Long-term mutagenic effects of ionising radiation on mice which vary in their p53 status

The tumor suppressor gene p53 plays a major role in the maintenance of genomic integrity. The impact that variations in cellular turnover rates and sensitivity to DNA damage will have on the effectiveness of p53 in this role was examined by following the induction and persistence of mutations in the brain and small intestine of mice after exposure to ionising radiation (IR). The examination of mutagenesis was carried out using the pUR288 LacZ plasmid-based mouse model—consisting of mice containing a target gene for mutation analysis integrated into every cell.

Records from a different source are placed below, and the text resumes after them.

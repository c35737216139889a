use axum::{
    Json, Router, extract::State, http::StatusCode, middleware, response::IntoResponse,
    routing::post,
};
use uuid::Uuid;

use crate::{
    model::{CrudRepository, ResourceTyped, entity::LearningModule},
    provider::{ChatBrief, ChatReply, ModuleContext},
    web::{
        AppState, AuthenticatedUser, RequestContext, WebError, WebResult, dto::chat::ChatBody,
        error::ErrorResponse, extract::ValidJson, middlewares,
    },
};

/// Module titles sent along as learning context.
const KNOWN_MODULES_LIMIT: i64 = 10;

pub fn routes<S>(state: AppState) -> Router<S> {
    Router::new()
        .route("/api/v1/chat", post(chat_handler))
        .route_layer(middleware::from_fn_with_state(
            state.clone(),
            middlewares::require_user_fn,
        ))
        .with_state(state)
}

/// The module named by `current_module`, if it parses and is the caller's own.
async fn current_module(
    state: &AppState,
    user: &AuthenticatedUser,
    current_module: Option<&str>,
) -> WebResult<Option<ModuleContext>> {
    let Some(id) = current_module.and_then(|raw| raw.trim().parse::<Uuid>().ok()) else {
        return Ok(None);
    };

    let module = LearningModule::find_by_id(state.pool(), user, id)
        .await
        .map_err(|e| WebError::resource_fetch_error(LearningModule::get_resource_type(), e))?;

    Ok(module
        .filter(|m| m.user_id() == user.user_id())
        .map(|m| ModuleContext {
            title: m.title().to_string(),
            description: m.description().to_string(),
        }))
}

#[utoipa::path(
    post,
    path = "/api/v1/chat",
    description = "Answers a learner's message, using their modules as context",
    request_body = ChatBody,
    responses(
        (status = 200, description = "Assistant reply", body = ChatReply),
        (status = 400, description = "Blank or oversized message", body = ErrorResponse),
        (status = 401, description = "You had to be authorized to do this", body = ErrorResponse),
        (status = 502, description = "Content provider failed", body = ErrorResponse),
    ),
    tag = "chat",
    security(("bearer" = []))
)]
#[tracing::instrument(skip_all)]
async fn chat_handler(
    ctx: RequestContext,
    State(state): State<AppState>,
    ValidJson(payload): ValidJson<ChatBody>,
) -> WebResult<impl IntoResponse> {
    let user = ctx.user()?;

    let current_module = current_module(&state, user, payload.current_module.as_deref()).await?;
    let known_modules = LearningModule::list(state.pool(), user, KNOWN_MODULES_LIMIT, 0)
        .await
        .map_err(|e| WebError::resource_fetch_error(LearningModule::get_resource_type(), e))?
        .iter()
        .map(|m| m.title().to_string())
        .collect();

    let brief = ChatBrief {
        message: payload.message.trim().to_string(),
        current_module,
        known_modules,
    };

    let reply = state
        .provider()
        .chat(&brief)
        .await
        .map_err(WebError::provider_error)?;

    Ok((StatusCode::OK, Json(reply)))
}
use std::path::{Path, PathBuf};

use super::error::{ConfigError, ConfigResult};

/// Points at a config file explicitly, taking precedence over every other location.
pub const CONFIG_PATH_ENV: &str = "GYANFORGE_CONFIG";

const LOCAL_CONFIG: &str = "./config.toml";

fn user_config_dir() -> Option<PathBuf> {
    #[cfg(unix)]
    let base = std::env::var_os("HOME").map(|home| PathBuf::from(home).join(".config"));
    #[cfg(windows)]
    let base = std::env::var_os("APPDATA").map(PathBuf::from);
    #[cfg(not(any(unix, windows)))]
    let base: Option<PathBuf> = None;

    base.map(|dir| dir.join(crate::APPLICATION_NAME))
}

/// Locations to try, most specific first.
fn candidates(explicit: Option<PathBuf>, user_dir: Option<PathBuf>, use_local: bool) -> Vec<PathBuf> {
    let mut paths: Vec<PathBuf> = explicit.into_iter().collect();
    if !use_local {
        paths.extend(user_dir.map(|dir| dir.join("config.toml")));
    }
    paths.push(PathBuf::from(LOCAL_CONFIG));
    paths
}

fn first_existing(paths: &[PathBuf]) -> ConfigResult<&Path> {
    paths
        .iter()
        .find(|p| p.is_file())
        .map(PathBuf::as_path)
        .ok_or_else(|| ConfigError::NotFound(paths.last().cloned().unwrap_or_default()))
}

/// Resolves the config file for this process.
///
/// `$GYANFORGE_CONFIG` wins when set. Debug builds (`use_local`) then use
/// `./config.toml`; release builds look in the user config directory first.
pub fn find_config_file(use_local: bool) -> ConfigResult<PathBuf> {
    let explicit = std::env::var_os(CONFIG_PATH_ENV).map(PathBuf::from);
    let paths = candidates(explicit, user_config_dir(), use_local);
    first_existing(&paths).map(Path::to_path_buf)
}

pub fn read_config(use_local: bool) -> ConfigResult<Vec<u8>> {
    let path = find_config_file(use_local)?;
    tracing::debug!("using {} as configuration file", path.display());
    Ok(std::fs::read(path)?)
}
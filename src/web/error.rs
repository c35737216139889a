use axum::{
    Json,
    http::{HeaderValue, StatusCode, header},
    response::IntoResponse,
};
use thiserror::Error;

use crate::{
    auth::CryptError,
    error::log_error,
    learning::{GradingError, document::RenderError},
    model::{DatabaseError, ResourceType},
    provider::ProviderError,
};

pub type WebResult<T> = std::result::Result<T, WebError>;

#[derive(Debug, Error)]
pub enum RegistrationError {
    #[error("RegistrationUserConflict")]
    RegistrationUserConflict,
}

#[derive(Debug, Error)]
pub enum AuthenticationError {
    #[error("AuthenticationHeaderMalformed")]
    AuthenticationHeaderMalformed,

    #[error("AuthenticationTokenInvalid. Error: {error}")]
    AuthenticationTokenInvalid { error: jsonwebtoken::errors::Error },

    /// Valid signature, but the user is gone or deactivated.
    #[error("AuthenticationUserRevoked")]
    AuthenticationUserRevoked,

    #[error("AuthenticationRequired")]
    AuthenticationRequired,

    #[error("AuthenticationInvalidCredentials")]
    AuthenticationInvalidCredentials,
}

#[derive(Debug, Error)]
pub enum ResourceError {
    #[error("ResourceNotFound: {resource_type:?}")]
    ResourceNotFound { resource_type: ResourceType },

    #[error("ResourceForbidden: {resource_type:?}")]
    ResourceForbidden { resource_type: ResourceType },

    #[error("ResourceFetchError: {resource_type:?}. Error: {error}")]
    ResourceFetchError {
        resource_type: ResourceType,
        error: DatabaseError,
    },

    #[error("ResourceBadRequest: {resource_type:?}. Reason: {reason}")]
    ResourceBadRequest {
        resource_type: ResourceType,
        reason: String,
    },
}

#[derive(Debug, Error)]
pub enum RequestError {
    #[error("RequestInvalidBody: {0}")]
    RequestInvalidBody(String),

    #[error("RequestInvalidPath: {0}")]
    RequestInvalidPath(String),

    #[error("RequestInvalidQuery: {0}")]
    RequestInvalidQuery(String),

    #[error("RequestValidation: {0}")]
    RequestValidation(#[from] validator::ValidationErrors),
}

#[derive(Debug, Error)]
pub enum UpstreamError {
    #[error("UpstreamProviderError: {0}")]
    UpstreamProviderError(#[from] ProviderError),
}

#[derive(Debug, Error)]
pub enum ServerError {
    #[error("ServerCryptError: {0}")]
    ServerCryptError(#[from] CryptError),

    #[error("ServerRenderError: {0}")]
    ServerRenderError(#[from] RenderError),
}

impl ServerError {
    pub fn status_code(&self) -> StatusCode {
        StatusCode::INTERNAL_SERVER_ERROR
    }

    pub fn client_display(&self) -> String {
        match self {
            Self::ServerCryptError(_) => String::from("Internal server error."),
            Self::ServerRenderError(_) => String::from("Internal server error, unable to render document."),
        }
    }
}

impl RegistrationError {
    pub fn status_code(&self) -> StatusCode {
        match self {
            Self::RegistrationUserConflict => StatusCode::CONFLICT,
        }
    }

    pub fn client_display(&self) -> String {
        match self {
            Self::RegistrationUserConflict => {
                String::from("Registration error, user already exists.")
            }
        }
    }
}

impl AuthenticationError {
    pub fn status_code(&self) -> StatusCode {
        StatusCode::UNAUTHORIZED
    }

    pub fn client_display(&self) -> String {
        match self {
            Self::AuthenticationHeaderMalformed => {
                String::from("Authentication error, expected `Authorization: Bearer <token>`.")
            }
            Self::AuthenticationTokenInvalid { .. } => {
                String::from("Authentication error, token invalid or expired.")
            }
            Self::AuthenticationUserRevoked => {
                String::from("Authentication error, user no longer exists or is inactive.")
            }
            Self::AuthenticationRequired => String::from("Authentication required."),
            Self::AuthenticationInvalidCredentials => {
                String::from("Authentication error, user not found or password is invalid.")
            }
        }
    }
}

impl ResourceError {
    pub fn status_code(&self) -> StatusCode {
        match self {
            Self::ResourceNotFound { .. } => StatusCode::NOT_FOUND,
            Self::ResourceForbidden { .. } => StatusCode::FORBIDDEN,
            Self::ResourceFetchError { .. } => StatusCode::INTERNAL_SERVER_ERROR,
            Self::ResourceBadRequest { .. } => StatusCode::BAD_REQUEST,
        }
    }

    pub fn client_display(&self) -> String {
        match self {
            Self::ResourceNotFound { resource_type } => match resource_type {
                ResourceType::Assignment => String::from("No assignment available for this module."),
                _ => String::from("Resource error, resource not found."),
            },
            Self::ResourceForbidden { .. } => String::from("Resource error, resource forbidden."),
            Self::ResourceFetchError { .. } => {
                String::from("Resource error, unable to fetch resource.")
            }
            Self::ResourceBadRequest { reason, .. } => {
                format!("Resource error, bad request: {reason}")
            }
        }
    }
}

impl RequestError {
    pub fn status_code(&self) -> StatusCode {
        StatusCode::BAD_REQUEST
    }

    pub fn client_display(&self) -> String {
        match self {
            Self::RequestInvalidBody(reason) => format!("Request error, invalid body: {reason}"),
            Self::RequestInvalidPath(reason) => format!("Request error, invalid path: {reason}"),
            Self::RequestInvalidQuery(reason) => format!("Request error, invalid query: {reason}"),
            Self::RequestValidation(errors) => format!("Request error, validation failed: {errors}"),
        }
    }
}

impl UpstreamError {
    pub fn status_code(&self) -> StatusCode {
        StatusCode::BAD_GATEWAY
    }

    pub fn client_display(&self) -> String {
        match self {
            Self::UpstreamProviderError(e) => match e {
                ProviderError::Timeout(_) => String::from("Content provider timed out."),
                ProviderError::EmptyResponse | ProviderError::Unparseable(_) => {
                    String::from("Content provider returned unusable content.")
                }
                _ => String::from("Content provider is unavailable."),
            },
        }
    }
}

#[derive(Debug, Error)]
pub enum WebError {
    #[error("ResourceError - {0}")]
    ResourceError(#[from] ResourceError),
    #[error("AuthenticationError - {0}")]
    AuthenticationError(#[from] AuthenticationError),
    #[error("RegistrationError - {0}")]
    RegistrationError(#[from] RegistrationError),
    #[error("RequestError - {0}")]
    RequestError(#[from] RequestError),
    #[error("UpstreamError - {0}")]
    UpstreamError(#[from] UpstreamError),
    #[error("ServerError - {0}")]
    ServerError(#[from] ServerError),
}

impl WebError {
    pub fn resource_not_found(r#type: ResourceType) -> Self {
        Self::ResourceError(ResourceError::ResourceNotFound {
            resource_type: r#type,
        })
    }

    pub fn resource_forbidden(r#type: ResourceType) -> Self {
        Self::ResourceError(ResourceError::ResourceForbidden {
            resource_type: r#type,
        })
    }

    pub fn resource_fetch_error(r#type: ResourceType, error: DatabaseError) -> Self {
        Self::ResourceError(ResourceError::ResourceFetchError {
            resource_type: r#type,
            error,
        })
    }

    /// Like [`WebError::resource_fetch_error`], but a failed ownership check becomes 403.
    pub fn resource_access_error(r#type: ResourceType, error: DatabaseError) -> Self {
        match error {
            DatabaseError::Forbidden => Self::resource_forbidden(r#type),
            error => Self::resource_fetch_error(r#type, error),
        }
    }

    pub fn resource_bad_request<S: Into<String>>(r#type: ResourceType, reason: S) -> Self {
        Self::ResourceError(ResourceError::ResourceBadRequest {
            resource_type: r#type,
            reason: reason.into(),
        })
    }

    pub fn quiz_grading_error(e: GradingError) -> Self {
        Self::resource_bad_request(ResourceType::Quiz, e.to_string())
    }

    pub fn auth_header_malformed() -> Self {
        Self::AuthenticationError(AuthenticationError::AuthenticationHeaderMalformed)
    }

    pub fn auth_token_invalid(error: jsonwebtoken::errors::Error) -> Self {
        Self::AuthenticationError(AuthenticationError::AuthenticationTokenInvalid { error })
    }

    pub fn auth_user_revoked() -> Self {
        Self::AuthenticationError(AuthenticationError::AuthenticationUserRevoked)
    }

    pub fn auth_required() -> Self {
        Self::AuthenticationError(AuthenticationError::AuthenticationRequired)
    }

    pub fn auth_invalid_credentials() -> Self {
        Self::AuthenticationError(AuthenticationError::AuthenticationInvalidCredentials)
    }

    pub fn registration_conflict() -> Self {
        Self::RegistrationError(RegistrationError::RegistrationUserConflict)
    }

    pub fn invalid_body<S: Into<String>>(reason: S) -> Self {
        Self::RequestError(RequestError::RequestInvalidBody(reason.into()))
    }

    pub fn invalid_path<S: Into<String>>(reason: S) -> Self {
        Self::RequestError(RequestError::RequestInvalidPath(reason.into()))
    }

    pub fn invalid_query<S: Into<String>>(reason: S) -> Self {
        Self::RequestError(RequestError::RequestInvalidQuery(reason.into()))
    }

    pub fn provider_error(e: ProviderError) -> Self {
        Self::UpstreamError(UpstreamError::UpstreamProviderError(e))
    }

    pub fn server_crypt_error(e: CryptError) -> Self {
        Self::ServerError(ServerError::ServerCryptError(e))
    }

    pub fn server_render_error(e: RenderError) -> Self {
        Self::ServerError(ServerError::ServerRenderError(e))
    }

    pub fn status_code(&self) -> StatusCode {
        match self {
            Self::ResourceError(e) => e.status_code(),
            Self::RegistrationError(e) => e.status_code(),
            Self::AuthenticationError(e) => e.status_code(),
            Self::RequestError(e) => e.status_code(),
            Self::UpstreamError(e) => e.status_code(),
            Self::ServerError(e) => e.status_code(),
        }
    }

    pub fn client_display(&self) -> String {
        match self {
            Self::ResourceError(e) => e.client_display(),
            Self::RegistrationError(e) => e.client_display(),
            Self::AuthenticationError(e) => e.client_display(),
            Self::RequestError(e) => e.client_display(),
            Self::UpstreamError(e) => e.client_display(),
            Self::ServerError(e) => e.client_display(),
        }
    }
}

impl From<validator::ValidationErrors> for WebError {
    fn from(errors: validator::ValidationErrors) -> Self {
        Self::RequestError(RequestError::RequestValidation(errors))
    }
}

#[derive(serde::Serialize, serde::Deserialize, utoipa::ToSchema)]
pub struct ErrorResponse {
    /// Human-readable message for the client
    pub message: String,
    /// HTTP status code (stringified)
    pub status_code: String,
    /// Optional debug details (only in debug mode)
    pub details: Option<String>,
}

impl IntoResponse for WebError {
    fn into_response(self) -> axum::response::Response {
        log_error(&self);

        let status_code = self.status_code();
        let display = self.client_display();

        let body = ErrorResponse {
            message: display,
            status_code: status_code.as_str().to_string(),
            details: if cfg!(debug_assertions) {
                Some(self.to_string())
            } else {
                None
            },
        };

        let mut response = (status_code, Json(body)).into_response();
        if status_code == StatusCode::UNAUTHORIZED {
            response
                .headers_mut()
                .insert(header::WWW_AUTHENTICATE, HeaderValue::from_static("Bearer"));
        }
        response
    }
}

#[cfg(test)]
mod test {
    use super::*;

    #[test]
    fn status_codes() {
        assert_eq!(WebError::auth_required().status_code(), StatusCode::UNAUTHORIZED);
        assert_eq!(WebError::registration_conflict().status_code(), StatusCode::CONFLICT);
        assert_eq!(
            WebError::resource_access_error(ResourceType::Module, DatabaseError::Forbidden)
                .status_code(),
            StatusCode::FORBIDDEN
        );
        assert_eq!(
            WebError::provider_error(ProviderError::Timeout(5)).status_code(),
            StatusCode::BAD_GATEWAY
        );
        assert_eq!(
            WebError::quiz_grading_error(GradingError::NoQuestions).status_code(),
            StatusCode::BAD_REQUEST
        );
        assert_eq!(WebError::invalid_path("id").status_code(), StatusCode::BAD_REQUEST);
        assert_eq!(WebError::invalid_query("limit").status_code(), StatusCode::BAD_REQUEST);
    }

    #[test]
    fn unauthorized_carries_challenge() {
        let response = WebError::auth_required().into_response();
        assert_eq!(response.status(), StatusCode::UNAUTHORIZED);
        assert_eq!(response.headers()[header::WWW_AUTHENTICATE], "Bearer");

        let response = WebError::resource_not_found(ResourceType::Assignment).into_response();
        assert!(response.headers().get(header::WWW_AUTHENTICATE).is_none());
    }

    #[test]
    fn provider_details_stay_internal() {
        let err = WebError::provider_error(ProviderError::ApiError {
            status: 500,
            message: "secret upstream body".to_string(),
        });
        assert!(!err.client_display().contains("secret"));
    }
}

In addition the mice varied in their p53 status. The tissues were compared at post-irradiation time-points from 24 h to 3 months. The mutation frequencies (MFs) in the p53 wildtype and heterozygous brains peaked at 24 h post-irradiation, and then returned to background or close to background levels, respectively. The p53 nullizygous brain showed a more fluctuating MF pattern, but returned to background levels by 3 months, indicating that the effect of the loss of p53 did not result in lasting differences in the response to mutation induction in the brain. In the intestine, there was a different pattern; in the wildtype and heterozygous animals, the MFs increased from 24 h to a peak at 4 weeks post-irradiation, before decreasing towards background levels at 3 months. The MFs in the intestine from the nullizygous animals did not decrease significantly between 4 weeks and 3 months, illustrating that the loss of p53 had a greater impact in this tissue than the brain. The variation in mutation frequencies and the type of mutations generated after DNA damage suggests that while p53 plays a significant role in the maintenance of genomic integrity, other mechanisms, such as the drive to replicate in progenitor cells, can reduce its effectiveness as the “guardian of the genome”.